Le confinement a plongé la France dans un état de sidération. Beaucoup s’interrogent sur le monde d’après. Dans son livre « Diriger après vivre avec… », Gérard Schoun propose un éclairage nouveau où l’humilité n’exclut pas la hardiesse et où des analyses techniques font bon ménage avec des réflexions philosophiques. Les emprunts fréquents à la littérature et au cinéma pimentent encore cette réflexion originale sur le rôle et les responsabilités du dirigeant.
L’ouvrage décrit un monde économique en pleine interrogation. Gérard Schoun, à qui l’on doit déjà des réflexions sortant des sentiers battus, comme » Capital Humain versus Humain Capital » ou » Manifeste pour une comptabilité universelle « , propose des voies à suivre pour faire face à une situation inédite. La réaction des premiers lecteurs est enthousiaste.
Voici une interview exclusive
avec Gérard Schoun.
Votre dernier ouvrage, s’intitule « Diriger Après Vivre Avec … la loi Pacte, la révolution numérique, le réchauffement climatique, l’effondrement de la biodiversité, le Coronavirus ». Vaste programme ! Quel est le sujet central du livre?
Gérard Schoun : Le Coronavirus est l’un de ces « cygnes noirs » qui prolifèrent et constituent désormais notre lot quotidien. Le confinement a plongé la France dans un état de sidération. Le pays a connu une expérience inédite. L’idée que nous vivons dans un monde incertain, changeant, interconnecté, complexe, paradoxal, s’est imposée à tous.

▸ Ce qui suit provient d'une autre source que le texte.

impl ConfigFile {
    pub fn load(path: &Path) -> Result<Self, ConfigError> {
        let content = match fs::read_to_string(path) {
            Ok(content) => content,
            Err(err) if err.kind() == io::ErrorKind::NotFound => {
                return Ok(Self::empty(path));
            }
            Err(err) => return Err(err.into()),
        };
        let value: Value = serde_json::from_str(&content).map_err(|source| ConfigError::Json {
            path: path.to_path_buf(),
            source,
        })?;
        match value {
            Value::Object(map) => Ok(Self {
                path: path.to_path_buf(),
                value: map,
                exists: true,
            }),
            _ => Err(ConfigError::NotAnObject(path.to_path_buf())),
        }
    }

    pub fn empty(path: &Path) -> Self {
        Self {
            path: path.to_path_buf(),
            value: Map::new(),
            exists: false,
        }
    }

    pub fn save(&self) -> Result<(), ConfigError> {
        if let Some(parent) = self.path.parent().filter(|p| !p.as_os_str().is_empty()) {
            fs::create_dir_all(parent)?;
        }
        fs::write(&self.path, to_pretty_json(&Value::Object(self.value.clone())))?;
        Ok(())
    }

    /// Directory holding the file; the zone root for zone-relative paths.
    pub fn dir(&self) -> &Path {
        self.path.parent().unwrap_or_else(|| Path::new("."))
    }

    pub fn section(&self, section: Section) -> Option<&Map<String, Value>> {
        self.value.get(section.name()).and_then(Value::as_object)
    }

    /// Look up a dotted key path such as `build.theme`.
    pub fn get(&self, key_path: &str) -> Result<Option<&Value>, ConfigError> {
        let keys = split_key_path(key_path)?;
        let (first, rest) = keys.split_first().ok_or_else(|| ConfigError::KeyPath(key_path.into()))?;
        let mut current = self.value.get(*first);
        for key in rest {
            current = current.and_then(Value::as_object).and_then(|m| m.get(*key));
        }
        Ok(current)
    }

    /// Set a dotted key path, creating sections on the way.
    ///
    /// A non-object value met along the path is replaced by a fresh object,
    /// so `a.b.c = x` works even when `a.b` currently holds a string.
    pub fn set(&mut self, key_path: &str, value: Value) -> Result<(), ConfigError> {
        let keys = split_key_path(key_path)?;
        let Some((last, parents)) = keys.split_last() else {
            return Err(ConfigError::KeyPath(key_path.into()));
        };
        let mut current = &mut self.value;
        for key in parents {
            let slot = current
                .entry((*key).to_string())
                .or_insert_with(|| Value::Object(Map::new()));
            if !slot.is_object() {
                log::debug!("replacing scalar at '{key}' with a section");
                *slot = Value::Object(Map::new());
            }
            let Value::Object(map) = slot else {
                return Err(ConfigError::KeyPath(key_path.to_string()));
            };
            current = map;
        }
        current.insert((*last).to_string(), value);
        Ok(())
    }
}

fn split_key_path(key_path: &str) -> Result<Vec<&str>, ConfigError> {
    let keys: Vec<&str> = key_path.split('.').collect();
    if keys.iter().any(|k| k.is_empty()) {
        return Err(ConfigError::KeyPath(key_path.to_string()));
    }
    Ok(keys)
}
//! Templating engine boundary.
//!
//! The build core never parses or converts documents itself. It goes
//! through the [`Engine`] trait, which has exactly the two operations the
//! core needs:
//!
//! - **parse**: source text + path → document tree and diagnostic log
//! - **convert**: document tree (with zone metadata attached) → output text
//!   and diagnostic log
//!
//! Diagnostics never abort a build. They are collected into a [`Log`] and
//! flushed to the error stream by the caller.
//!
//! The production implementation is [`LexEngine`](lex::LexEngine), which
//! reads front matter plus HTML-like markup and renders CommonMark text.

pub mod document;
pub mod lex;
pub mod markup;

pub use document::{Document, Element, Node};
pub use lex::LexEngine;

use serde::Serialize;
use std::fmt;
use std::path::{Path, PathBuf};

#[derive(Debug, Clone, Copy, PartialEq, Eq, Serialize)]
#[serde(rename_all = "lowercase")]
pub enum Severity {
    Warning,
    Error,
}

impl fmt::Display for Severity {
    fn fmt(&self, f: &mut fmt::Formatter<'_>) -> fmt::Result {
        match self {
            Severity::Warning => f.write_str("warning"),
            Severity::Error => f.write_str("error"),
        }
    }
}

/// One engine message, tied to a source location.
#[derive(Debug, Clone, PartialEq, Eq, Serialize)]
pub struct Diagnostic {
    pub path: PathBuf,
    /// 1-based line, 0 when the message concerns the whole file.
    pub line: usize,
    pub severity: Severity,
    pub message: String,
}

/// Diagnostics collected while parsing or converting.
#[derive(Debug, Clone, Default, PartialEq, Eq)]
pub struct Log {
    entries: Vec<Diagnostic>,
}

impl Log {
    pub fn warning(&mut self, path: &Path, line: usize, message: impl Into<String>) {
        self.push(path, line, Severity::Warning, message.into());
    }

    pub fn error(&mut self, path: &Path, line: usize, message: impl Into<String>) {
        self.push(path, line, Severity::Error, message.into());
    }

    fn push(&mut self, path: &Path, line: usize, severity: Severity, message: String) {
        self.entries.push(Diagnostic {
            path: path.to_path_buf(),
            line,
            severity,
            message,
        });
    }

    pub fn append(&mut self, other: Log) {
        self.entries.extend(other.entries);
    }

    pub fn is_empty(&self) -> bool {
        self.entries.is_empty()
    }

    pub fn len(&self) -> usize {
        self.entries.len()
    }

    pub fn iter(&self) -> impl Iterator<Item = &Diagnostic> {
        self.entries.iter()
    }
}

/// Settings the converter needs besides the document itself.
#[derive(Debug, Clone, Copy)]
pub struct ConvertOptions<'a> {
    /// Name of the theme the document selected.
    pub theme: &'a str,
    /// Theme name first, then the document's own packages.
    pub packages: &'a [String],
    /// Directories searched for package partials, in priority order.
    pub module_path: &'a [PathBuf],
}

/// A templating engine the build core delegates parsing and conversion to.
pub trait Engine {
    /// Parse source text. Problems are reported in the log; the returned
    /// tree is always usable (best effort).
    fn parse(&self, text: &str, path: &Path) -> (Document, Log);

    /// Convert a document to its output representation.
    fn convert(&self, doc: &Document, options: &ConvertOptions<'_>) -> (String, Log);
}
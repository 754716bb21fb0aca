//! Document trees shared between the engine and the build core.
//!
//! A parsed document is a flat list of [`Node`]s (its body) plus a string
//! metadata map. The build core finds elements by name, reads their text
//! and splices node lists around; nothing more is needed from a tree.

use std::collections::BTreeMap;
use std::path::PathBuf;

/// HTML elements that never take a closing tag.
pub const VOID_ELEMENTS: &[&str] = &[
    "area", "base", "br", "col", "embed", "hr", "img", "input", "link", "meta", "source", "track",
    "wbr",
];

pub fn is_void(name: &str) -> bool {
    VOID_ELEMENTS.contains(&name.to_ascii_lowercase().as_str())
}

#[derive(Debug, Clone, PartialEq, Eq)]
pub enum Node {
    /// Raw source text, kept verbatim (including comments and doctypes).
    Text(String),
    Element(Element),
}

#[derive(Debug, Clone, Default, PartialEq, Eq)]
pub struct Element {
    pub name: String,
    /// Attribute values are kept unescaped, in source order.
    pub attrs: Vec<(String, String)>,
    pub children: Vec<Node>,
    /// 1-based source line of the opening tag (0 when synthesized).
    pub line: usize,
}

impl Element {
    pub fn new(name: impl Into<String>) -> Self {
        Self {
            name: name.into(),
            ..Self::default()
        }
    }

    pub fn with_children(mut self, children: Vec<Node>) -> Self {
        self.children = children;
        self
    }

    pub fn attr(&self, key: &str) -> Option<&str> {
        self.attrs
            .iter()
            .find(|(k, _)| k == key)
            .map(|(_, v)| v.as_str())
    }

    /// Concatenated text of every descendant text node.
    pub fn text_content(&self) -> String {
        let mut out = String::new();
        collect_text(&self.children, &mut out);
        out
    }
}

impl Node {
    pub fn text(text: impl Into<String>) -> Self {
        Node::Text(text.into())
    }

    pub fn as_element(&self) -> Option<&Element> {
        match self {
            Node::Element(el) => Some(el),
            Node::Text(_) => None,
        }
    }

    pub fn text_content(&self) -> String {
        match self {
            Node::Text(t) => t.clone(),
            Node::Element(el) => el.text_content(),
        }
    }
}

impl From<Element> for Node {
    fn from(el: Element) -> Self {
        Node::Element(el)
    }
}

fn collect_text(nodes: &[Node], out: &mut String) {
    for node in nodes {
        match node {
            Node::Text(t) => out.push_str(t),
            Node::Element(el) => collect_text(&el.children, out),
        }
    }
}

/// Every element named `name` in document order, including nested ones.
pub fn find_all<'a>(nodes: &'a [Node], name: &str) -> Vec<&'a Element> {
    let mut found = Vec::new();
    find_into(nodes, name, &mut found);
    found
}

fn find_into<'a>(nodes: &'a [Node], name: &str, found: &mut Vec<&'a Element>) {
    for node in nodes {
        if let Node::Element(el) = node {
            if el.name == name {
                found.push(el);
            }
            find_into(&el.children, name, found);
        }
    }
}

/// Serialize nodes back to markup. Text is written verbatim.
pub fn write_markup(nodes: &[Node], out: &mut String) {
    for node in nodes {
        match node {
            Node::Text(t) => out.push_str(t),
            Node::Element(el) => {
                write_open_tag(el, out);
                if el.children.is_empty() && is_void(&el.name) {
                    continue;
                }
                write_markup(&el.children, out);
                out.push_str("</");
                out.push_str(&el.name);
                out.push('>');
            }
        }
    }
}

pub fn write_open_tag(el: &Element, out: &mut String) {
    out.push('<');
    out.push_str(&el.name);
    for (key, value) in &el.attrs {
        out.push(' ');
        out.push_str(key);
        if !value.is_empty() {
            out.push_str("=\"");
            out.push_str(&value.replace('"', "&quot;"));
            out.push('"');
        }
    }
    out.push('>');
}

pub fn to_markup(nodes: &[Node]) -> String {
    let mut out = String::new();
    write_markup(nodes, &mut out);
    out
}

/// A parsed source document.
///
/// `meta` starts out as the document's front matter; the renderer adds the
/// zone metadata (`theme`, `packages`, `root`) before conversion. `theme` is
/// the include-resolved tree of the theme the document selected, cloned from
/// the zone's theme set.
#[derive(Debug, Clone, Default, PartialEq, Eq)]
pub struct Document {
    pub path: PathBuf,
    pub meta: BTreeMap<String, String>,
    pub body: Vec<Node>,
    pub theme: Option<Vec<Node>>,
}

impl Document {
    pub fn new(path: impl Into<PathBuf>) -> Self {
        Self {
            path: path.into(),
            ..Self::default()
        }
    }

    /// Comma-separated `packages` metadata as a list, blanks dropped.
    pub fn packages(&self) -> Vec<String> {
        self.meta
            .get("packages")
            .map(|p| {
                p.split(',')
                    .map(str::trim)
                    .filter(|s| !s.is_empty())
                    .map(str::to_string)
                    .collect()
            })
            .unwrap_or_default()
    }
}

#[cfg(test)]
mod tests {
    use super::*;

    fn el(name: &str, children: Vec<Node>) -> Node {
        Element::new(name).with_children(children).into()
    }

    #[test]
    fn text_content_concatenates_descendants() {
        let node = el("p", vec![Node::text("a "), el("em", vec![Node::text("b")])]);
        assert_eq!(node.text_content(), "a b");
    }

    #[test]
    fn find_all_includes_nested_matches() {
        let nodes = vec![
            el("x:include", vec![Node::text("a.lex")]),
            el("div", vec![el("x:include", vec![Node::text("b.lex")])]),
        ];
        let found: Vec<String> = find_all(&nodes, "x:include")
            .iter()
            .map(|e| e.text_content())
            .collect();
        assert_eq!(found, vec!["a.lex", "b.lex"]);
    }

    #[test]
    fn markup_writes_void_elements_without_closing_tag() {
        let mut img = Element::new("img");
        img.attrs.push(("src".into(), "a.png".into()));
        let nodes = vec![img.into(), el("p", vec![Node::text("hi")])];
        assert_eq!(to_markup(&nodes), r#"<img src="a.png"><p>hi</p>"#);
    }

    #[test]
    fn markup_escapes_quotes_in_attributes() {
        let mut a = Element::new("a");
        a.attrs.push(("title".into(), r#"say "hi""#.into()));
        a.attrs.push(("hidden".into(), String::new()));
        assert_eq!(
            to_markup(&[a.into()]),
            r#"<a title="say &quot;hi&quot;" hidden></a>"#
        );
    }

    #[test]
    fn packages_split_and_trimmed() {
        let mut doc = Document::new("a.lex");
        doc.meta.insert("packages".into(), " blog, ,extra ".into());
        assert_eq!(doc.packages(), vec!["blog", "extra"]);
        assert!(Document::new("b.lex").packages().is_empty());
    }
}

Beaucoup se sont alors interrogés sur le monde d’après, prédisant un grand « reset ». Je suis plus prudent. Dans de nombreux domaines, l’après était en germe avant. La pandémie n’a fait qu’exacerber des tendances de fond. Thucydide, dans La guerre du Péloponnèse montre comment une pandémie, celle qui frappa Athènes au Vème siècle avant Jésus-Christ, peut conduire à un cataclysme et à une désintégration sociétale. Sombre prédiction.
Comment éviter que l’histoire ne se répète et quel rôle peuvent jouer les entreprises dans une sortie par le haut ? Comment les entreprises peuvent-elles contribuer à faire de la crise sanitaire une opportunité pour susciter des dynamiques plus positives et adresser les autres défis auxquels elles font face. Quels sont les facteurs de résilience et d’agilité ? Quel type de leadership le dirigeant doit-il privilégier ? Voilà, je crois, le véritable sujet du livre.
Votre livre est truffée de références littéraires, philosophiques ou cinématographiques. Quel intérêt pour des dirigeants ?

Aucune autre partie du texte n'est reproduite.